Abstract: In view of results of Goldman and Turaev, the free vector space over the free loops on an oriented surface has a natural Lie bialgebra structure. The Goldman bracket has a formal description by using a special (or symplectic) expansion of the fundamental group of the surface. It is natural to ask for a formal description of the Turaev cobracket. We will show how to obtain a formal description of the Goldman-Turaev Lie bialgebra for genus 0 using a solution of the Kashiwara-Vergne problem. A similar description was recently obtained by Massuyeau using the Kontsevich integral. Moreover we propose a generalization of the Kashiwara-Vergne problem in the context of the Goldman-Turaev Lie bialgebra. This talk is based on a joint work with A. Alekseev, Y. Kuno and F. Naef.

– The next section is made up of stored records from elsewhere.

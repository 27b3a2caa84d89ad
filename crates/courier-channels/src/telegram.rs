//! Telegram Bot API sender: `sendMessage` to the job's chat id.

use std::time::Duration;

use async_trait::async_trait;
use courier_core::config::TelegramChannelConfig;
use courier_core::traits::ChannelSender;
use courier_core::types::{ChannelJob, ChannelKind, DeliveryResult, FormattedContent};
use reqwest::StatusCode;

use crate::classify::{classify_status, classify_transport};

pub struct TelegramSender {
    config: TelegramChannelConfig,
    client: reqwest::Client,
}

impl TelegramSender {
    pub fn new(config: TelegramChannelConfig) -> Self {
        let client = reqwest::Client::builder()
            .timeout(Duration::from_secs(10))
            .build()
            .unwrap_or_default();
        Self { config, client }
    }

    fn endpoint(&self) -> String {
        format!(
            "{}/bot{}/sendMessage",
            self.config.api_base.trim_end_matches('/'),
            self.config.bot_token
        )
    }
}

/// Markdown (v1) message text.
fn render(content: &FormattedContent) -> String {
    match &content.subject {
        Some(subject) => format!(
            "*{}*\n\n{}",
            escape_markdown(subject),
            escape_markdown(&content.body)
        ),
        None => escape_markdown(&content.body),
    }
}

/// Escape Telegram MarkdownV1 special characters.
fn escape_markdown(s: &str) -> String {
    s.replace('_', "\\_")
        .replace('*', "\\*")
        .replace('[', "\\[")
        .replace('`', "\\`")
}

/// Blocked bots and unknown chats never recover; everything else follows HTTP rules.
fn classify(status: StatusCode, body: &str, chat_id: &str) -> DeliveryResult {
    let description = serde_json::from_str::<serde_json::Value>(body)
        .ok()
        .and_then(|v| v["description"].as_str().map(str::to_string))
        .unwrap_or_default();
    let lowered = description.to_lowercase();
    let gone = status == StatusCode::FORBIDDEN
        || (status == StatusCode::BAD_REQUEST && lowered.contains("chat not found"));
    if gone {
        return DeliveryResult::invalid_target(chat_id, format!("Telegram {status}: {description}"));
    }
    classify_status(status, body, Some(chat_id))
}

#[async_trait]
impl ChannelSender for TelegramSender {
    fn kind(&self) -> ChannelKind {
        ChannelKind::Telegram
    }

    async fn send(&self, job: &ChannelJob, content: &FormattedContent) -> DeliveryResult {
        let Some(chat_id) = job.target.as_deref().filter(|c| !c.is_empty()) else {
            return DeliveryResult::permanent("no Telegram chat id for user");
        };

        let resp = match self
            .client
            .post(self.endpoint())
            .json(&serde_json::json!({
                "chat_id": chat_id,
                "text": render(content),
                "parse_mode": "Markdown"
            }))
            .send()
            .await
        {
            Ok(resp) => resp,
            Err(e) => return classify_transport(&e),
        };

        let status = resp.status();
        let body = resp.text().await.unwrap_or_default();
        let result = classify(status, &body, chat_id);
        if matches!(result, DeliveryResult::Handled { .. }) {
            tracing::info!("✅ Telegram message sent: {}", job.key());
        }
        result
    }
}

#[cfg(test)]
mod tests {
    use super::*;

    #[test]
    fn test_render_escapes_markdown() {
        let content = FormattedContent::text("Build_42", "*done*");
        assert_eq!(render(&content), "*Build\\_42*\n\n\\*done\\*");
    }

    #[test]
    fn test_blocked_bot_is_invalid_target() {
        let body = r#"{"ok":false,"error_code":403,"description":"Forbidden: bot was blocked by the user"}"#;
        match classify(StatusCode::FORBIDDEN, body, "42") {
            DeliveryResult::Failed { invalid_target, .. } => {
                assert_eq!(invalid_target.as_deref(), Some("42"))
            }
            other => panic!("unexpected {other:?}"),
        }
    }

    #[test]
    fn test_chat_not_found_and_throttling() {
        let missing = r#"{"ok":false,"error_code":400,"description":"Bad Request: chat not found"}"#;
        assert!(matches!(
            classify(StatusCode::BAD_REQUEST, missing, "42"),
            DeliveryResult::Failed { invalid_target: Some(_), .. }
        ));
        assert!(matches!(
            classify(StatusCode::TOO_MANY_REQUESTS, "{}", "42"),
            DeliveryResult::Failed { transient: true, .. }
        ));
    }

    #[test]
    fn test_endpoint_trims_slash() {
        let sender = TelegramSender::new(TelegramChannelConfig {
            enabled: true,
            bot_token: "123:abc".into(),
            api_base: "http://localhost:8081/".into(),
        });
        assert_eq!(sender.endpoint(), "http://localhost:8081/bot123:abc/sendMessage");
    }
}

10月18日 -- 056号室, 17:30 -- 18:30

橋本 義武 (東京都市大学)

Abstract: This talk is based on a joint work with A. Tsuchiya (Kavli IPMU) and T. Matsumoto (Nagoya Univ). In 2006 Feigin-Gainutdinov-Semikhatov-Tipunin introduced vertex operator algebras M called extended W-algebras. Tsuchiya-Wood developed representation theory of M by the method of "infinitesimal deformation of parameter" and Jack symmetric polynomials.

In this talk I will discuss the following subjects:

1. "factorization" in conformal field theory,

2. tensor structure of the category of M-modules and "module-bimodule correspondence".

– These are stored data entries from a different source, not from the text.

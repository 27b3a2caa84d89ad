//! Channel dispatcher: fans a notification out into per-channel scheduler
//! jobs and executes them when they come due.

use std::sync::Arc;
use std::time::Duration;

use async_trait::async_trait;
use courier_core::config::DispatchConfig;
use courier_core::error::Result;
use courier_core::events::{DispatchEvent, EventBus};
use courier_core::types::{
    ChannelCondition, ChannelJob, ChannelKind, ChannelSendInfo, ConfirmMode, DeliveryResult,
    FormattedContent, NotificationStatus, SendStatus, UserNotification,
};
use courier_scheduler::{HandlerOutcome, JobHandler, Scheduler, SchedulerBatch};
use serde::{Deserialize, Serialize};

use crate::condition::{evaluate, Decision};
use crate::registry::ChannelRegistry;
use crate::tracker::{NotificationTracker, OutcomeWrite};

/// How one channel of a notification should go out.
#[derive(Debug, Clone, PartialEq, Serialize, Deserialize)]
pub struct ChannelPlan {
    pub channel: ChannelKind,
    /// Falls back to the configured default for the channel.
    #[serde(default)]
    pub condition: Option<ChannelCondition>,
    #[serde(default)]
    pub target: Option<String>,
    /// Milliseconds to wait before the first attempt.
    #[serde(default)]
    pub delay_ms: u64,
}

impl ChannelPlan {
    pub fn new(channel: ChannelKind) -> Self {
        Self {
            channel,
            condition: None,
            target: None,
            delay_ms: 0,
        }
    }

    pub fn when(mut self, condition: ChannelCondition) -> Self {
        self.condition = Some(condition);
        self
    }

    pub fn to(mut self, target: &str) -> Self {
        self.target = Some(target.to_string());
        self
    }

    pub fn after(mut self, delay: Duration) -> Self {
        self.delay_ms = u64::try_from(delay.as_millis()).unwrap_or(u64::MAX);
        self
    }

    pub fn delay(&self) -> Duration {
        Duration::from_millis(self.delay_ms)
    }
}

/// A notification for one user, with its channel plan.
#[derive(Debug, Clone, PartialEq, Serialize, Deserialize)]
pub struct DispatchRequest {
    pub notification_id: String,
    pub user_id: String,
    pub app_id: String,
    #[serde(default)]
    pub confirm_mode: ConfirmMode,
    pub content: FormattedContent,
    pub channels: Vec<ChannelPlan>,
}

/// Glue between the scheduler, the tracker and the channel senders.
#[derive(Clone)]
pub struct ChannelDispatcher {
    scheduler: Scheduler,
    tracker: Arc<dyn NotificationTracker>,
    registry: Arc<ChannelRegistry>,
    events: EventBus,
    config: DispatchConfig,
}

impl ChannelDispatcher {
    pub fn new(
        scheduler: Scheduler,
        tracker: Arc<dyn NotificationTracker>,
        registry: Arc<ChannelRegistry>,
        config: DispatchConfig,
    ) -> Self {
        Self {
            scheduler,
            tracker,
            registry,
            events: EventBus::default(),
            config,
        }
    }

    pub fn with_events(mut self, events: EventBus) -> Self {
        self.events = events;
        self
    }

    pub fn scheduler(&self) -> &Scheduler {
        &self.scheduler
    }

    pub fn tracker(&self) -> &Arc<dyn NotificationTracker> {
        &self.tracker
    }

    pub fn events(&self) -> &EventBus {
        &self.events
    }

    /// Register the tracking view and schedule one job per registered channel.
    /// Returns the scheduler keys that were (re)scheduled.
    pub async fn dispatch(&self, request: &DispatchRequest) -> Result<Vec<String>> {
        let id = &request.notification_id;
        let mut view = UserNotification::new(
            id,
            &request.user_id,
            &request.app_id,
            request.confirm_mode,
        );
        view.created_at = self.scheduler.now();
        if !self.tracker.register(&view).await? {
            tracing::debug!("Notification {} already tracked, rescheduling channels", id);
        }

        let mut keys = Vec::with_capacity(request.channels.len());
        for plan in &request.channels {
            if !self.registry.contains(plan.channel) {
                tracing::warn!(
                    "⚠️ No sender for channel '{}', not scheduling {}",
                    plan.channel,
                    id
                );
                continue;
            }

            let job = ChannelJob {
                notification_id: id.clone(),
                channel: plan.channel,
                user_id: request.user_id.clone(),
                app_id: request.app_id.clone(),
                attempt: 0,
                condition: plan
                    .condition
                    .unwrap_or_else(|| self.config.condition_for(plan.channel)),
                target: plan.target.clone(),
                content: request.content.clone(),
            };

            let info = ChannelSendInfo::new(SendStatus::Scheduled).at(self.scheduler.now());
            if let OutcomeWrite::Rejected { current } = self.record(id, plan.channel, info).await? {
                tracing::debug!("{}:{} is already {}, not rescheduling", id, plan.channel, current);
                continue;
            }

            let key = job.key();
            self.scheduler.schedule(&key, &job, plan.delay()).await?;
            keys.push(key);
        }

        tracing::info!(
            "📨 Dispatched {} to {} channel(s) for user {}",
            id,
            keys.len(),
            request.user_id
        );
        Ok(keys)
    }

    /// Drop pending jobs for the given channels and mark them skipped.
    pub async fn cancel(&self, notification_id: &str, channels: &[ChannelKind]) -> Result<usize> {
        let mut removed = 0;
        for &channel in channels {
            let count = self
                .scheduler
                .cancel(&ChannelJob::schedule_key(notification_id, channel))
                .await?;
            if count > 0 {
                removed += count;
                let info = ChannelSendInfo::new(SendStatus::Skipped)
                    .with_detail("cancelled")
                    .at(self.scheduler.now());
                self.record(notification_id, channel, info).await?;
            }
        }
        Ok(removed)
    }

    pub async fn mark_seen(&self, notification_id: &str) -> Result<bool> {
        self.tracker.mark_seen(notification_id).await
    }

    pub async fn mark_confirmed(&self, notification_id: &str) -> Result<bool> {
        self.tracker.mark_confirmed(notification_id).await
    }

    pub async fn status(&self, notification_id: &str) -> Result<Option<NotificationStatus>> {
        Ok(self
            .tracker
            .get(notification_id)
            .await?
            .map(|n| n.overall_status()))
    }

    /// Write an outcome and announce it when it took effect.
    async fn record(
        &self,
        notification_id: &str,
        channel: ChannelKind,
        info: ChannelSendInfo,
    ) -> Result<OutcomeWrite> {
        let status = info.status;
        let write = self
            .tracker
            .record_channel_outcome(notification_id, channel, info)
            .await?;
        if write == OutcomeWrite::Applied {
            self.events.publish(DispatchEvent::ChannelOutcomeChanged {
                notification_id: notification_id.to_string(),
                channel,
                status,
            });
        }
        Ok(write)
    }

    /// Evaluate and (maybe) send one due job.
    async fn deliver(&self, mut job: ChannelJob, attempt: u32) -> Result<HandlerOutcome> {
        let id = job.notification_id.clone();
        let channel = job.channel;

        let Some(tracking) = self.tracker.get(&id).await? else {
            tracing::warn!("⚠️ Job for unknown notification {} dropped", id);
            return Ok(HandlerOutcome::Permanent(format!("unknown notification {id}")));
        };

        if let Some(status) = tracking.channel_status(channel).filter(|s| s.is_terminal()) {
            tracing::debug!("{}:{} already {}, nothing to do", id, channel, status);
            return Ok(HandlerOutcome::Success);
        }

        if evaluate(job.condition, &tracking) == Decision::Skip {
            let reason = match job.condition {
                ChannelCondition::IfNotSeen => "seen before send",
                ChannelCondition::IfNotConfirmed => "confirmed before send",
                ChannelCondition::Always => "condition not met",
            };
            tracing::info!("⏭️ {}:{} skipped ({})", id, channel, reason);
            let info = ChannelSendInfo::new(SendStatus::Skipped)
                .with_detail(reason)
                .at(self.scheduler.now());
            self.record(&id, channel, info).await?;
            return Ok(HandlerOutcome::Success);
        }

        job.attempt = attempt;
        let info = ChannelSendInfo::new(SendStatus::Attempt)
            .with_attempt(attempt)
            .at(self.scheduler.now());
        if let OutcomeWrite::Rejected { current } = self.record(&id, channel, info).await? {
            // Another worker finished the channel after our read.
            tracing::debug!("{}:{} became {} before sending, nothing to do", id, channel, current);
            return Ok(HandlerOutcome::Success);
        }

        let Some(sender) = self.registry.get(channel) else {
            let reason = format!("no sender registered for '{channel}'");
            self.fail(&id, channel, attempt, &reason).await?;
            return Ok(HandlerOutcome::Permanent(reason));
        };

        let result = match tokio::time::timeout(
            self.config.send_timeout(),
            sender.send(&job, &job.content),
        )
        .await
        {
            Ok(result) => result,
            Err(_) => DeliveryResult::transient(format!(
                "send timed out after {}s",
                self.config.send_timeout_secs
            )),
        };

        match result {
            DeliveryResult::Handled { delivered } => {
                let status = if delivered { SendStatus::Delivered } else { SendStatus::Sent };
                tracing::info!("✅ {}:{} {} (attempt {})", id, channel, status, attempt);
                let info = ChannelSendInfo::new(status)
                    .with_attempt(attempt)
                    .at(self.scheduler.now());
                self.record(&id, channel, info).await?;
                Ok(HandlerOutcome::Success)
            }
            DeliveryResult::Failed {
                transient: true,
                reason,
                ..
            } => {
                if attempt >= self.config.max_attempts {
                    let detail = format!("gave up after {attempt} attempt(s): {reason}");
                    self.fail(&id, channel, attempt, &detail).await?;
                    return Ok(HandlerOutcome::Permanent(detail));
                }
                tracing::warn!(
                    "⚠️ {}:{} attempt {}/{} failed: {}",
                    id,
                    channel,
                    attempt,
                    self.config.max_attempts,
                    reason
                );
                let info = ChannelSendInfo::new(SendStatus::Retrying)
                    .with_detail(reason.clone())
                    .with_attempt(attempt)
                    .at(self.scheduler.now());
                self.record(&id, channel, info).await?;
                Ok(HandlerOutcome::Retry(reason))
            }
            DeliveryResult::Failed {
                transient: false,
                reason,
                invalid_target,
            } => {
                self.fail(&id, channel, attempt, &reason).await?;
                if let Some(target_id) = invalid_target {
                    tracing::info!("🧹 Invalid {} target reported for user {}", channel, job.user_id);
                    self.events.publish(DispatchEvent::InvalidTargetDetected {
                        user_id: job.user_id.clone(),
                        channel,
                        target_id,
                    });
                }
                Ok(HandlerOutcome::Permanent(reason))
            }
        }
    }

    async fn fail(
        &self,
        notification_id: &str,
        channel: ChannelKind,
        attempt: u32,
        reason: &str,
    ) -> Result<()> {
        tracing::warn!("❌ {}:{} failed: {}", notification_id, channel, reason);
        let info = ChannelSendInfo::new(SendStatus::Failed)
            .with_detail(reason)
            .with_attempt(attempt)
            .at(self.scheduler.now());
        self.record(notification_id, channel, info).await?;
        Ok(())
    }
}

11月1日 -- 056号室, 17:00 -- 18:30

大場 貴裕 (東京工業大学)

A Stein fillings of a given contact manifold is a Stein domain whose boundary is contactomorphic to the given contact manifold. Open books, Lefschetz fibrations, and mapping class groups of their fibers in particular help us to produce various contact manifolds and their Stein fillings. However, little is known about mapping class groups of higher-dimensional manifolds. This is one of the reasons that it was unknown whether there is a contact manifold of dimension > 3 with infinitely many Stein fillings. In this talk, I will choose a certain symplectic manifold as fibers of open books and Lefschetz fibrations and by using them, construct an infinite family of higher-dimensional contact manifolds with infinitely many Stein fillings.

11月8日 -- 056号室, 17:00 -- 18:30

秋田 利之 (北海道大学)

Abstract: After a brief survey on the K(π,1) conjecture and homology of Artin groups, I will introduce our recent result: we determined second mod 2 homology of arbitrary Artin groups without assuming the K(π,1)-conjecture. The key ingredients are Hopf's formula and a result of Howlett on Schur multipliers of Coxeter groups. This is a joint work with Ye Liu.

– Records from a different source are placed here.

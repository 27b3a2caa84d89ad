//! In-process scheduler store: tests and single-worker deployments.

use std::collections::BTreeMap;
use std::time::Duration;

use async_trait::async_trait;
use chrono::{DateTime, Utc};
use courier_core::error::Result;
use tokio::sync::Mutex;

use crate::item::{ItemState, ScheduledItem, SchedulerBatch};
use crate::store::{offset_by, EnqueueMode, FailOutcome, SchedulerStore};

#[derive(Default)]
struct MemState {
    items: BTreeMap<i64, ScheduledItem>,
    next_id: i64,
}

/// Scheduler store held in memory. Claims are exclusive within the process.
pub struct InMemoryStore {
    state: Mutex<MemState>,
    max_retries: u32,
}

impl InMemoryStore {
    pub fn new(max_retries: u32) -> Self {
        Self {
            state: Mutex::new(MemState::default()),
            max_retries,
        }
    }

    /// Snapshot of every item for `key`, for inspection.
    pub async fn items_for(&self, key: &str) -> Vec<ScheduledItem> {
        let state = self.state.lock().await;
        state
            .items
            .values()
            .filter(|i| i.key == key)
            .cloned()
            .collect()
    }
}

#[async_trait]
impl SchedulerStore for InMemoryStore {
    async fn enqueue(
        &self,
        key: &str,
        payload: Vec<u8>,
        due_time: DateTime<Utc>,
        mode: EnqueueMode,
    ) -> Result<()> {
        let mut state = self.state.lock().await;

        if mode == EnqueueMode::Replace
            && let Some(existing) = state
                .items
                .values_mut()
                .rev()
                .find(|i| i.key == key && i.state == ItemState::Pending && i.lease_owner.is_none())
        {
            existing.payload = payload;
            existing.due_time = existing.due_time.min(due_time);
            tracing::debug!("🔁 Collapsed pending item for '{}'", key);
            return Ok(());
        }

        state.next_id += 1;
        let id = state.next_id;
        state.items.insert(
            id,
            ScheduledItem {
                id,
                key: key.to_string(),
                payload,
                due_time,
                retry_count: 0,
                lease_owner: None,
                lease_expiry: None,
                state: ItemState::Pending,
                last_error: None,
                created_at: Utc::now(),
            },
        );
        Ok(())
    }

    async fn claim_due(
        &self,
        limit: usize,
        lease_duration: Duration,
        owner: &str,
        now: DateTime<Utc>,
    ) -> Result<Vec<SchedulerBatch>> {
        let mut state = self.state.lock().await;

        // key → (earliest due, holds a live lease)
        let mut keys: BTreeMap<String, (DateTime<Utc>, bool)> = BTreeMap::new();
        for item in state.items.values().filter(|i| i.state == ItemState::Pending) {
            let entry = keys
                .entry(item.key.clone())
                .or_insert((item.due_time, false));
            entry.0 = entry.0.min(item.due_time);
            entry.1 |= item.is_leased_at(now);
        }

        let mut due: Vec<(String, DateTime<Utc>)> = keys
            .into_iter()
            .filter(|(_, (first_due, leased))| *first_due <= now && !leased)
            .map(|(key, (first_due, _))| (key, first_due))
            .collect();
        due.sort_by_key(|(_, first_due)| *first_due);
        due.truncate(limit);

        let expiry = offset_by(now, lease_duration);
        let mut batches = Vec::with_capacity(due.len());
        for (key, _) in due {
            let mut claimed = Vec::new();
            for item in state
                .items
                .values_mut()
                .filter(|i| i.key == key && i.state == ItemState::Pending)
            {
                item.lease_owner = Some(owner.to_string());
                item.lease_expiry = Some(expiry);
                claimed.push(item.clone());
            }
            batches.push(SchedulerBatch::new(key, claimed, expiry));
        }
        Ok(batches)
    }

    async fn complete(&self, key: &str, owner: &str) -> Result<bool> {
        let mut state = self.state.lock().await;
        let before = state.items.len();
        state.items.retain(|_, i| {
            !(i.key == key && i.state == ItemState::Pending && i.lease_owner.as_deref() == Some(owner))
        });
        Ok(state.items.len() < before)
    }

    async fn fail(
        &self,
        key: &str,
        owner: &str,
        next_due: DateTime<Utc>,
        retry_count: u32,
        error: &str,
    ) -> Result<FailOutcome> {
        let mut state = self.state.lock().await;
        let dead = retry_count > self.max_retries;
        let mut touched = false;
        for item in state.items.values_mut().filter(|i| {
            i.key == key && i.state == ItemState::Pending && i.lease_owner.as_deref() == Some(owner)
        }) {
            touched = true;
            item.lease_owner = None;
            item.lease_expiry = None;
            item.retry_count = retry_count;
            item.last_error = Some(error.to_string());
            if dead {
                item.state = ItemState::Dead;
            } else {
                item.due_time = next_due;
            }
        }
        Ok(match (touched, dead) {
            (false, _) => FailOutcome::LeaseLost,
            (true, true) => FailOutcome::Dead,
            (true, false) => FailOutcome::Rescheduled,
        })
    }

    async fn release_expired_leases(&self, now: DateTime<Utc>) -> Result<usize> {
        let mut state = self.state.lock().await;
        let mut released = 0;
        for item in state.items.values_mut() {
            if item.lease_owner.is_some() && item.lease_expiry.is_some_and(|exp| exp <= now) {
                item.lease_owner = None;
                item.lease_expiry = None;
                released += 1;
            }
        }
        Ok(released)
    }

    async fn cancel(&self, key: &str) -> Result<usize> {
        let mut state = self.state.lock().await;
        let before = state.items.len();
        state.items.retain(|_, i| {
            !(i.key == key && i.state == ItemState::Pending && i.lease_owner.is_none())
        });
        Ok(before - state.items.len())
    }

    async fn dead_items(&self, limit: usize) -> Result<Vec<ScheduledItem>> {
        let state = self.state.lock().await;
        Ok(state
            .items
            .values()
            .filter(|i| i.state == ItemState::Dead)
            .take(limit)
            .cloned()
            .collect())
    }

    async fn pending_count(&self) -> Result<usize> {
        let state = self.state.lock().await;
        Ok(state
            .items
            .values()
            .filter(|i| i.state == ItemState::Pending)
            .count())
    }
}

11月15日 -- 056号室, 17:00 -- 18:30

逆井 卓也 (東京大学大学院数理科学研究科)

Abstract: We construct an abelian quotient of the symplectic derivation Lie algebra of the free Lie algebra generated by the fundamental representation of the symplectic group. It gives an alternative proof of the fact first shown by Bartholdi that the top rational homology group of the moduli space of metric graphs of rank 7 is one dimensional. As an application, we construct a non-trivial abelian quotient of the homology cobordism group of a surface of positive genus. This talk is based on joint works with Shigeyuki Morita, Masaaki Suzuki and Gwénaël Massuyeau.

11月22日 -- 056号室, 17:00 -- 18:30

内藤 貴仁 (東京大学大学院数理科学研究科)

Abstract: In string topology, Sullivan introduced a coproduct on the reduced loop homology and showed that the homology has an infinitesimal bialgebra structure with respect to the coproduct and Chas-Sullivan loop product. In this talk, I will give a homotopy theoretic description of Sullivan's coproduct. By using the description, we obtain some computational examples of the structure over the rational number field. Moreover, I will also discuss a based loop space version of the coproduct.

11月29日 -- 056号室, 17:30 -- 18:30

千葉 逸人 (九州大学)

Abstract: 一般のグラフの上で定義された大自由度結合振動子系のダイナミクスを考える。 特に、結合強度を大きくしていくと非同期状態から同期状態への相転移が起こることを、 一般化スペクトル理論を用いて示す。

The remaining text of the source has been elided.